How to complete this task → Within the records, how many lines hold the word "Some"? State that number alone.

Information supplied →
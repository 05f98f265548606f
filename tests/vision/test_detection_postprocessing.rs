// Copyright (c) 2025 Fabstir
// SPDX-License-Identifier: BUSL-1.1

//! Detector decode + NMS tests on synthetic YOLOv8 output

use enhance_detect_node::vision::detection::{
    decode_predictions, letterbox, non_max_suppression, DetectorParams,
};
use image::DynamicImage;
use ndarray::Array3;

/// YOLOv8 `[1, 4 + classes, anchors]` tensor with the given anchors set
fn yolo_output(
    classes: usize,
    anchors: usize,
    boxes: &[(usize, [f32; 4], usize, f32)],
) -> Array3<f32> {
    let mut out = Array3::<f32>::zeros((1, 4 + classes, anchors));
    for &(anchor, [cx, cy, w, h], class, score) in boxes {
        out[[0, 0, anchor]] = cx;
        out[[0, 1, anchor]] = cy;
        out[[0, 2, anchor]] = w;
        out[[0, 3, anchor]] = h;
        out[[0, 4 + class, anchor]] = score;
    }
    out
}

#[test]
fn test_boxes_mapped_back_through_letterbox() {
    // 256x256 enhanced image letterboxed to 640 (scale 2.5, no padding)
    let img = DynamicImage::new_rgb8(256, 256);
    let (_, info) = letterbox(&img, 640);

    // Box spanning canvas (25, 25)-(125, 125)
    let out = yolo_output(2, 16, &[(3, [75.0, 75.0, 100.0, 100.0], 0, 0.9)]);
    let dets = decode_predictions(out.view().into_dyn(), &info, 0.25).unwrap();

    assert_eq!(dets.len(), 1);
    let d = dets[0];
    assert!((d.x1 - 10.0).abs() < 1e-3);
    assert!((d.y1 - 10.0).abs() < 1e-3);
    assert!((d.x2 - 50.0).abs() < 1e-3);
    assert!((d.y2 - 50.0).abs() < 1e-3);
}

#[test]
fn test_full_decode_nms_flow() {
    let img = DynamicImage::new_rgb8(640, 640);
    let (_, info) = letterbox(&img, 640);
    let params = DetectorParams::default();

    let out = yolo_output(
        3,
        32,
        &[
            // Two near-duplicates of class 0, one kept
            (0, [100.0, 100.0, 50.0, 50.0], 0, 0.95),
            (1, [102.0, 101.0, 50.0, 50.0], 0, 0.80),
            // Same spot, other class: kept
            (2, [100.0, 100.0, 50.0, 50.0], 2, 0.60),
            // Below the 0.25 threshold
            (3, [300.0, 300.0, 40.0, 40.0], 1, 0.20),
            // Separate object
            (4, [500.0, 400.0, 80.0, 60.0], 1, 0.30),
        ],
    );

    let candidates =
        decode_predictions(out.view().into_dyn(), &info, params.confidence_threshold).unwrap();
    assert_eq!(candidates.len(), 4);

    let dets = non_max_suppression(candidates, params.iou_threshold, params.max_detections);
    let summary: Vec<(usize, f32)> = dets.iter().map(|d| (d.class_id, d.confidence)).collect();
    assert_eq!(summary, vec![(0, 0.95), (2, 0.60), (1, 0.30)]);
}

#[test]
fn test_empty_output_yields_no_detections() {
    let img = DynamicImage::new_rgb8(256, 256);
    let (_, info) = letterbox(&img, 640);
    let out = yolo_output(80, 8400, &[]);

    let dets = decode_predictions(out.view().into_dyn(), &info, 0.25).unwrap();
    assert!(dets.is_empty());
    assert!(non_max_suppression(dets, 0.7, 300).is_empty());
}
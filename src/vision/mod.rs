// Copyright (c) 2025 Fabstir
// SPDX-License-Identifier: BUSL-1.1
//! Vision processing module for CPU-based image enhancement and detection
//!
//! This module provides:
//! - Image enhancement via an ONNX generator network
//! - Object detection via a YOLOv8 ONNX export
//! - Bounding-box annotation of detection results
//!
//! All models run on CPU through ONNX Runtime.

pub mod annotation;
pub mod detection;
pub mod enhancement;
pub mod image_utils;
pub mod model_manager;
pub mod session;

pub use annotation::{draw_annotations, format_label, AnnotateError, Annotation, AnnotationStyle};
pub use detection::{Detection, DetectorParams, ObjectDetector, YoloDetector};
pub use enhancement::{EnhancerModel, ImageEnhancer};
pub use image_utils::{decode_image_bytes, detect_format, ImageError, ImageInfo};
pub use model_manager::{VisionModelInfo, VisionModelManager};
// Copyright (c) 2025 Fabstir
// SPDX-License-Identifier: BUSL-1.1
//! Multipart upload parsing

use axum_extra::extract::Multipart;
use tracing::debug;

use crate::api::errors::ApiError;
use crate::pipeline::UploadedFile;

/// Name of the multipart field carrying the image
pub const FILE_FIELD: &str = "file";

/// Pull the `file` field out of a multipart body
///
/// Other fields are read and ignored. The first `file` field wins.
pub async fn read_upload(mut multipart: Multipart) -> Result<UploadedFile, ApiError> {
    while let Some(field) = multipart
        .next_field()
        .await
        .map_err(|e| ApiError::Multipart(e.to_string()))?
    {
        let name = field.name().unwrap_or_default().to_string();
        if name != FILE_FIELD {
            debug!("Ignoring multipart field '{}'", name);
            continue;
        }

        let filename = field.file_name().unwrap_or_default().to_string();
        let bytes = field
            .bytes()
            .await
            .map_err(|e| ApiError::Multipart(e.to_string()))?;

        debug!("Received upload '{}' ({} bytes)", filename, bytes.len());
        return Ok(UploadedFile {
            filename,
            bytes: bytes.to_vec(),
        });
    }

    Err(ApiError::MissingFile(FILE_FIELD))
}
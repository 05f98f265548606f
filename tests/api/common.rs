// Copyright (c) 2025 Fabstir
// SPDX-License-Identifier: BUSL-1.1

//! Shared helpers for the HTTP endpoint tests

#![allow(dead_code)]

use std::io::Cursor;
use std::path::Path;
use std::sync::Arc;

use axum::{
    body::{to_bytes, Body},
    http::{Request, Response},
    Router,
};
use enhance_detect_node::{
    api::{create_router, AppState},
    pipeline::PredictPipeline,
    storage::ArtifactStore,
    vision::{detection::Detection, ImageEnhancer, ObjectDetector, VisionModelManager},
};
use image::{DynamicImage, ImageFormat, Rgb, RgbImage};
use mockall::mock;
use ndarray::Array4;

pub const BOUNDARY: &str = "----enhance-detect-boundary";

mock! {
    pub Enhancer {}

    impl ImageEnhancer for Enhancer {
        fn enhance(&self, batch: &Array4<f32>) -> anyhow::Result<Array4<f32>>;
    }
}

mock! {
    pub Detector {}

    impl ObjectDetector for Detector {
        fn detect(&self, image: &DynamicImage) -> anyhow::Result<Vec<Detection>>;
        fn class_name(&self, class_id: usize) -> Option<String>;
    }
}

/// Enhancer that returns its input unchanged
pub fn passthrough_enhancer() -> MockEnhancer {
    let mut enhancer = MockEnhancer::new();
    enhancer.expect_enhance().returning(|batch| Ok(batch.clone()));
    enhancer
}

/// Detector that always reports `detections` and names class 0 "cat"
pub fn fixed_detector(detections: Vec<Detection>) -> MockDetector {
    let mut detector = MockDetector::new();
    detector
        .expect_detect()
        .returning(move |_| Ok(detections.clone()));
    detector
        .expect_class_name()
        .returning(|id| (id == 0).then(|| "cat".to_string()));
    detector
}

pub fn cat_at_10_10_50_50() -> Detection {
    Detection {
        x1: 10.0,
        y1: 10.0,
        x2: 50.0,
        y2: 50.0,
        confidence: 0.9,
        class_id: 0,
    }
}

pub fn app_with(
    root: &Path,
    enhancer: MockEnhancer,
    detector: MockDetector,
    max_upload_bytes: usize,
) -> Router {
    let store = ArtifactStore::rooted_at(root);
    store.ensure_dirs().unwrap();

    let enhancer: Arc<dyn ImageEnhancer> = Arc::new(enhancer);
    let detector: Arc<dyn ObjectDetector> = Arc::new(detector);
    let manager = VisionModelManager::from_parts(
        enhancer.clone(),
        detector.clone(),
        "model.onnx",
        "best.onnx",
    );

    let pipeline = PredictPipeline::new(store, manager.enhancer(), manager.detector());
    create_router(AppState::new(pipeline, manager.list_models()), max_upload_bytes)
}

pub fn encoded_image(format: ImageFormat) -> Vec<u8> {
    let img = DynamicImage::ImageRgb8(RgbImage::from_pixel(80, 60, Rgb([90, 120, 150])));
    let mut buffer = Cursor::new(Vec::new());
    img.write_to(&mut buffer, format).unwrap();
    buffer.into_inner()
}

/// One multipart part: (field name, optional filename, content)
pub type Part<'a> = (&'a str, Option<&'a str>, &'a [u8]);

pub fn multipart_body(parts: &[Part<'_>]) -> Vec<u8> {
    let mut body = Vec::new();
    for (name, filename, content) in parts {
        body.extend_from_slice(format!("--{}\r\n", BOUNDARY).as_bytes());
        match filename {
            Some(filename) => {
                body.extend_from_slice(
                    format!(
                        "Content-Disposition: form-data; name=\"{}\"; filename=\"{}\"\r\n",
                        name, filename
                    )
                    .as_bytes(),
                );
                body.extend_from_slice(b"Content-Type: application/octet-stream\r\n");
            }
            None => {
                body.extend_from_slice(
                    format!("Content-Disposition: form-data; name=\"{}\"\r\n", name).as_bytes(),
                );
            }
        }
        body.extend_from_slice(b"\r\n");
        body.extend_from_slice(content);
        body.extend_from_slice(b"\r\n");
    }
    body.extend_from_slice(format!("--{}--\r\n", BOUNDARY).as_bytes());
    body
}

pub fn predict_request(body: Vec<u8>) -> Request<Body> {
    Request::builder()
        .method("POST")
        .uri("/predict")
        .header(
            "content-type",
            format!("multipart/form-data; boundary={}", BOUNDARY),
        )
        .body(Body::from(body))
        .unwrap()
}

pub async fn body_bytes(response: Response<Body>) -> Vec<u8> {
    to_bytes(response.into_body(), usize::MAX)
        .await
        .unwrap()
        .to_vec()
}

pub async fn body_json(response: Response<Body>) -> serde_json::Value {
    serde_json::from_slice(&body_bytes(response).await).unwrap()
}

Response below → 2